== DATASET EXCERPTS ==
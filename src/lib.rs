pub use faer;

mod activation;
mod config;
pub mod core;
mod error;
mod init;
mod layer;
mod loss;
mod network;

pub use activation::*;
pub use config::*;
pub use error::*;
pub use init::*;
pub use layer::*;
pub use loss::*;
pub use network::*;

pub(crate) mod utils;
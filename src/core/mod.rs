//! Core parts of the algorithms without abstraction.

pub mod deriv_buffer;
pub mod param_buffer;
pub mod result_buffer;

pub use deriv_buffer::DerivBuffer;
pub use param_buffer::{ParamBuffer, ParamSlot};
pub use result_buffer::ResultBuffer;

mod back_propagation;
mod forward;

pub use back_propagation::*;
pub use forward::*;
===
> YOUR INSTRUCTIONS: Render every record verbatim. Nothing should be left out.

> ANSWER FOR THE TASK:
filename src/lib.rs
pub use faer;

mod activation;
mod config;
pub mod core;
mod error;
mod init;
mod layer;
mod loss;
mod network;

pub use activation::*;
pub use config::*;
pub use error::*;
pub use init::*;
pub use layer::*;
pub use loss::*;
pub use network::*;

pub(crate) mod utils;
filename src/core/mod.rs
//! Core parts of the algorithms without abstraction.

pub mod deriv_buffer;
pub mod param_buffer;
pub mod result_buffer;

pub use deriv_buffer::DerivBuffer;
pub use param_buffer::{ParamBuffer, ParamSlot};
pub use result_buffer::ResultBuffer;

mod back_propagation;
mod forward;

pub use back_propagation::*;
pub use forward::*;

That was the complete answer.